New York Times: December 1, 2005

JOHANNESBURG, Dec. 1 - South Africa's highest court ruled today that same-sex marriages enjoy the same legal status as those between men and women, effectively making the nation one of just five worldwide that have removed legal barriers to gay and lesbian unions.

But the Constitutional Court, as the high court is known, effectively stayed its ruling for one year to give the Parliament time to amend a 1961 marriage law to reflect its decision. Should the legislature balk, the court said, the law will be automatically changed to make its provisions gender-neutral.

Few expect the Parliament to resist, even though African nations are generally intolerant of gay relationships and many South Africans are conservative on social issues. Among political factions here, only the tiny African Christian Democratic Party, whose positions carry a strong religious undercurrent, called for a constitutional amendment to bar gay marriages.

The African National Congress, which controls the presidency and more than two-thirds of parliament's seats, was silent on the court's decision.

The Constitutional Court's ruling expanded on a 2004 decision by the national Supreme Court of Appeal that affirmed the marriage of a lesbian couple, who were nonetheless unable to register their union with the government's Home Affairs department. The government had appealed the ruling, arguing that the Supreme Court had encroached on Parliament's authority to make laws.

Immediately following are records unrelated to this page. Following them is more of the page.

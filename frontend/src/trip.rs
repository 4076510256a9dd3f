//! Shareable trip encoding in the page query string:
//! `?start=<lat,lon>&end=<lat,lon>`, 5 decimals each.
//!
//! Functions take and return query strings (with or without the leading
//! `?`) and leave unrelated parameters alone.

use std::borrow::Cow;

use shared::GeoPoint;

pub const START_PARAM: &str = "start";
pub const END_PARAM: &str = "end";

#[derive(Debug, Clone, Copy, PartialEq)]
pub struct Trip {
    pub start: GeoPoint,
    pub end: GeoPoint,
}

fn pairs(query: &str) -> impl Iterator<Item = &str> {
    query
        .trim_start_matches('?')
        .split('&')
        .filter(|pair| !pair.is_empty())
}

fn key_of(pair: &str) -> Cow<'_, str> {
    let key = pair.split_once('=').map_or(pair, |(key, _)| key);
    urlencoding::decode(key).unwrap_or(Cow::Borrowed(key))
}

fn param<'a>(query: &'a str, name: &str) -> Option<&'a str> {
    pairs(query)
        .find(|pair| key_of(pair) == name)
        .map(|pair| pair.split_once('=').map_or("", |(_, value)| value))
}

fn join(pairs: Vec<String>) -> String {
    if pairs.is_empty() {
        String::new()
    } else {
        format!("?{}", pairs.join("&"))
    }
}

fn format_point(point: GeoPoint) -> String {
    format!("{:.5},{:.5}", point.lat(), point.lon())
}

fn parse_point(raw: &str) -> Option<GeoPoint> {
    let spaced = raw.replace('+', " ");
    let decoded = urlencoding::decode(&spaced).ok()?;
    let (lat, lon) = decoded.split_once(',')?;
    let lat = lat.trim().parse::<f64>().ok()?;
    let lon = lon.trim().parse::<f64>().ok()?;
    GeoPoint::new(lat, lon).ok()
}

/// Returns `query` with `start` and `end` set to `trip`. Existing values
/// are replaced in place; missing ones are appended.
pub fn encode_trip(query: &str, trip: &Trip) -> String {
    let start = format!("{START_PARAM}={}", format_point(trip.start));
    let end = format!("{END_PARAM}={}", format_point(trip.end));
    let (mut wrote_start, mut wrote_end) = (false, false);

    let mut out = Vec::new();
    for pair in pairs(query) {
        let key = key_of(pair);
        if key == START_PARAM {
            if !wrote_start {
                out.push(start.clone());
                wrote_start = true;
            }
        } else if key == END_PARAM {
            if !wrote_end {
                out.push(end.clone());
                wrote_end = true;
            }
        } else {
            out.push(pair.to_string());
        }
    }
    if !wrote_start {
        out.push(start);
    }
    if !wrote_end {
        out.push(end);
    }
    join(out)
}

/// Both parameters must be present and parse to valid points.
pub fn decode_trip(query: &str) -> Option<Trip> {
    let start = parse_point(param(query, START_PARAM)?)?;
    let end = parse_point(param(query, END_PARAM)?)?;
    Some(Trip { start, end })
}

pub fn clear_trip(query: &str) -> String {
    join(
        pairs(query)
            .filter(|pair| {
                let key = key_of(pair);
                key != START_PARAM && key != END_PARAM
            })
            .map(str::to_string)
            .collect(),
    )
}

#[cfg(test)]
mod tests {
    use super::*;
    use crate::testing::point;
    use proptest::prelude::*;

    fn trip() -> Trip {
        Trip {
            start: point(50.7, -3.5),
            end: point(50.71, -3.52),
        }
    }

    #[test]
    fn test_encode_into_empty_query() {
        assert_eq!(
            encode_trip("", &trip()),
            "?start=50.70000,-3.50000&end=50.71000,-3.52000"
        );
    }

    #[test]
    fn test_encode_keeps_other_params() {
        let query = encode_trip("?lang=en&start=1,1&z=12", &trip());
        assert_eq!(
            query,
            "?lang=en&start=50.70000,-3.50000&z=12&end=50.71000,-3.52000"
        );
    }

    #[test]
    fn test_decode_plain_and_percent_encoded() {
        assert_eq!(
            decode_trip("?start=50.70000,-3.50000&end=50.71000,-3.52000"),
            Some(trip())
        );
        assert_eq!(
            decode_trip("start=50.70000%2C-3.50000&end=50.71000%2c-3.52000"),
            Some(trip())
        );
    }

    #[test]
    fn test_decode_requires_both() {
        assert_eq!(decode_trip("?start=50.7,-3.5"), None);
        assert_eq!(decode_trip("?end=50.7,-3.5"), None);
        assert_eq!(decode_trip(""), None);
    }

    #[test]
    fn test_decode_rejects_malformed() {
        assert_eq!(decode_trip("?start=abc,-3.5&end=50.7,-3.5"), None);
        assert_eq!(decode_trip("?start=50.7&end=50.7,-3.5"), None);
        assert_eq!(decode_trip("?start=95.0,-3.5&end=50.7,-3.5"), None);
        assert_eq!(decode_trip("?start=&end=50.7,-3.5"), None);
    }

    #[test]
    fn test_clear_leaves_other_params() {
        assert_eq!(
            clear_trip("?lang=en&start=50.7,-3.5&end=50.7,-3.5&z=12"),
            "?lang=en&z=12"
        );
        assert_eq!(clear_trip("?start=50.7,-3.5&end=50.7,-3.5"), "");
    }

    proptest! {
        #[test]
        fn prop_round_trip_to_five_decimals(
            a in (-90.0..=90.0f64, -180.0..=180.0f64),
            b in (-90.0..=90.0f64, -180.0..=180.0f64),
        ) {
            let original = Trip { start: point(a.0, a.1), end: point(b.0, b.1) };
            let decoded = decode_trip(&encode_trip("?x=1", &original)).unwrap();
            prop_assert!((decoded.start.lat() - a.0).abs() <= 5e-6);
            prop_assert!((decoded.start.lon() - a.1).abs() <= 5e-6);
            prop_assert!((decoded.end.lat() - b.0).abs() <= 5e-6);
            prop_assert!((decoded.end.lon() - b.1).abs() <= 5e-6);
        }
    }
}
pub mod engine_connection;
pub use engine_connection::*;

pub mod engine_error;
pub use engine_error::*;

pub mod execution_metrics;
pub use execution_metrics::*;

pub mod result_set;
pub use result_set::*;

pub mod retry_policy;
pub use retry_policy::*;

pub mod timed_executor;
pub use timed_executor::*;
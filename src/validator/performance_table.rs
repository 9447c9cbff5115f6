use std::fmt;

use serde::Serialize;

use crate::engine::{ExecutionMetrics, TimeSource};

#[derive(Debug, Clone, Copy, PartialEq, Eq, Serialize)]
#[serde(rename_all = "snake_case")]
pub enum EngineRole {
    Reference,
    Candidate,
}

impl fmt::Display for EngineRole {
    fn fmt(&self, f: &mut fmt::Formatter<'_>) -> fmt::Result {
        f.pad(match self {
            Self::Reference => "reference",
            Self::Candidate => "candidate",
        })
    }
}

#[derive(Debug, Clone, Copy, PartialEq, Eq, Serialize)]
#[serde(rename_all = "snake_case")]
pub enum QueryVariant {
    Original,
    Optimized,
}

impl fmt::Display for QueryVariant {
    fn fmt(&self, f: &mut fmt::Formatter<'_>) -> fmt::Result {
        f.pad(match self {
            Self::Original => "original",
            Self::Optimized => "optimized",
        })
    }
}

#[derive(Debug, Clone, PartialEq, Serialize)]
pub struct PerformanceRow {
    pub engine: EngineRole,
    pub engine_name: String,
    pub variant: QueryVariant,
    pub metrics: ExecutionMetrics,
}

/// Timing of every (engine, variant) execution in one run.
#[derive(Debug, Clone, Default, PartialEq, Serialize)]
pub struct PerformanceTable {
    pub rows: Vec<PerformanceRow>,
}

impl PerformanceTable {
    pub fn push(&mut self, engine: EngineRole, engine_name: &str, variant: QueryVariant, metrics: ExecutionMetrics) {
        self.rows.push(PerformanceRow { engine, engine_name: engine_name.to_string(), variant, metrics });
    }

    pub fn get(&self, engine: EngineRole, variant: QueryVariant) -> Option<&PerformanceRow> {
        self.rows.iter().find(|r| r.engine == engine && r.variant == variant)
    }

    /// Original time divided by optimized time on `engine`; `None` when
    /// either run failed or the optimized time is zero.
    pub fn speedup(&self, engine: EngineRole) -> Option<f64> {
        let original = self.get(engine, QueryVariant::Original)?;
        let optimized = self.get(engine, QueryVariant::Optimized)?;
        if original.metrics.is_error() || optimized.metrics.is_error() || optimized.metrics.execution_time_ms <= 0.0 {
            return None;
        }
        Some(original.metrics.execution_time_ms / optimized.metrics.execution_time_ms)
    }

    pub fn render(&self) -> String {
        let mut out = format!(
            "{:<24} {:<10} {:>12} {:>10} {:<6} {}\n",
            "engine", "variant", "time_ms", "rows", "source", "status"
        );
        for row in &self.rows {
            let source = match row.metrics.time_source {
                TimeSource::Engine => "engine",
                TimeSource::WallClock => "wall",
            };
            let status = row.metrics.error.as_deref().unwrap_or("ok");
            out.push_str(&format!(
                "{:<24} {:<10} {:>12.2} {:>10} {:<6} {}\n",
                format!("{} ({})", row.engine_name, row.engine),
                row.variant,
                row.metrics.execution_time_ms,
                row.metrics.rows_processed,
                source,
                status
            ));
        }
        for engine in [EngineRole::Reference, EngineRole::Candidate] {
            if let Some(speedup) = self.speedup(engine) {
                out.push_str(&format!("speedup ({engine}): {speedup:.2}x\n"));
            }
        }
        out
    }
}

#[cfg(test)]
mod tests {
    use super::*;

    fn table() -> PerformanceTable {
        let mut table = PerformanceTable::default();
        table.push(EngineRole::Reference, "warehouse", QueryVariant::Original, ExecutionMetrics::wall_clock(200.0, 10));
        table.push(EngineRole::Reference, "warehouse", QueryVariant::Optimized, ExecutionMetrics::wall_clock(50.0, 10));
        table.push(EngineRole::Candidate, "lakehouse", QueryVariant::Original, ExecutionMetrics::engine(90.0, 120.0, 10));
        table.push(EngineRole::Candidate, "lakehouse", QueryVariant::Optimized, ExecutionMetrics::failed(3.0, "boom"));
        table
    }

    #[test]
    fn speedup_is_original_over_optimized() {
        let table = table();
        assert_eq!(table.speedup(EngineRole::Reference), Some(4.0));
        assert_eq!(table.speedup(EngineRole::Candidate), None);
    }

    #[test]
    fn render_lists_every_execution() {
        let rendered = table().render();
        let lines: Vec<&str> = rendered.lines().collect();
        assert_eq!(lines.len(), 6);
        assert!(lines[0].starts_with("engine"));
        assert!(lines[1].contains("warehouse (reference)") && lines[1].contains("200.00"));
        assert!(lines[3].contains("engine"));
        assert!(lines[4].ends_with("boom"));
        assert_eq!(lines[5], "speedup (reference): 4.00x");
    }
}
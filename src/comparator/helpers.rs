use std::cmp::Ordering;

use ordered_float::OrderedFloat;
use serde_json::Value;

use crate::normalizer::NormalizedCell;

pub struct Helpers;

impl Helpers {
    /// Stable string key for a whole row, used to spot duplicates.
    pub fn canonical_tuple(cells: &[NormalizedCell]) -> String {
        Value::Array(cells.iter().map(NormalizedCell::to_value).collect()).to_string()
    }

    /// Half away from zero. Negative precision rounds to tens, hundreds...
    pub fn round_to(value: f64, precision: i32) -> f64 {
        let rounded = if precision >= 0 {
            let factor = 10f64.powi(precision);
            (value * factor).round() / factor
        } else {
            let factor = 10f64.powi(-precision);
            (value / factor).round() * factor
        };
        if rounded == 0.0 { 0.0 } else { rounded }
    }

    pub fn fixed(value: f64, precision: i32) -> String {
        let rounded = Self::round_to(value, precision);
        format!("{:.*}", precision.max(0) as usize, rounded)
    }

    // NULLS LAST, numbers before text; numbers by rounded value when a precision is known
    pub fn cmp_cells_for_sort(a: &NormalizedCell, b: &NormalizedCell, precision: Option<i32>) -> Ordering {
        use NormalizedCell::*;
        match (a, b) {
            (Null, Null) => Ordering::Equal,
            (Null, _) => Ordering::Greater,
            (_, Null) => Ordering::Less,
            (Number(x), Number(y)) => {
                let (x, y) = match precision {
                    Some(p) => (Self::round_to(*x, p), Self::round_to(*y, p)),
                    None => (*x, *y),
                };
                OrderedFloat(x).cmp(&OrderedFloat(y))
            }
            (Text(x), Text(y)) => x.cmp(y),
            (lhs, rhs) => Self::type_rank(lhs).cmp(&Self::type_rank(rhs)),
        }
    }

    /// Lexicographic over the row, column by column.
    pub fn cmp_rows(a: &[NormalizedCell], b: &[NormalizedCell], precisions: &[Option<i32>]) -> Ordering {
        a.iter()
            .zip(b.iter())
            .enumerate()
            .map(|(i, (x, y))| Self::cmp_cells_for_sort(x, y, precisions.get(i).copied().flatten()))
            .find(|ord| *ord != Ordering::Equal)
            .unwrap_or_else(|| a.len().cmp(&b.len()))
    }

    fn type_rank(cell: &NormalizedCell) -> u8 {
        match cell {
            NormalizedCell::Number(_) => 0,
            NormalizedCell::Text(_) => 1,
            NormalizedCell::Null => 2,
        }
    }
}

But the Constitutional Court said that the refusal to give legal status to gay marriages, though grounded in common law, violated the constitution's guarantee of equal rights. The justices said marriage laws must be amended to include the words "or spouse" alongside provisions that now refer to husbands and wives.

The decision was essentially unanimous, with one of the court's 12 judges arguing that the ruling should take effect immediately rather than being stayed.

The African Christian Democratic Party said through a spokesman that Parliament should amend the constitution to overturn the court's decision, arguing that "studies of previous civilizations reveal than when a society strays from the sexual ethic of marriage, it deteriorates and eventually disintegrates."

But homosexuality here is not the sort of burning social issue that it is on the American political right. South African gay men and lesbians have recently won a series of court rulings extending to them the rights and protections afforded other citizens. The government-sponsored tourism board this week announced an advertising blitz in Britain aimed at attracting gay couples to Cape Town "for the honeymoon of their dreams in 2006."

"It's not one of our political fault lines," said Steven E. Friedman, a top political analyst at Johannesburg's Center for Political Studies, a nonprofit research center. "The major issue in this society is race. That's why people join political parties. The party of social conservatism is the African Christian Democratic Party, which wins 1 percent of the vote. And that's the group of people who feel that this justifies amending the constitution."

Among some gay rights groups, there was disappointment over the one-year delay. But South Africa's oldest gay and lesbian group, the Cape Town-based Triangle Project, hailed the decision as a victory over discrimination not simply against homosexuals, but against all minorities.

"To grant equality to gay and lesbian people, I would think, is a significant step in democratic reform in this country," Dawn Betteridge, the organization's director, said in a telephone interview.

"And I would hope that all South Africans would be celebrating that." One of the winning attorneys in the lawsuit, Keketso Meama, expressed disappointment at the delay in fully legalizing same-sex unions. But she said the ruling nevertheless was a striking victory for gay men and lesbians, who had few rights throughout most of South Africa's colonial history.

"We still have to wait 12 months," Ms. Meama said in a telephone interview, "but it's fine. We've already waited 300 years."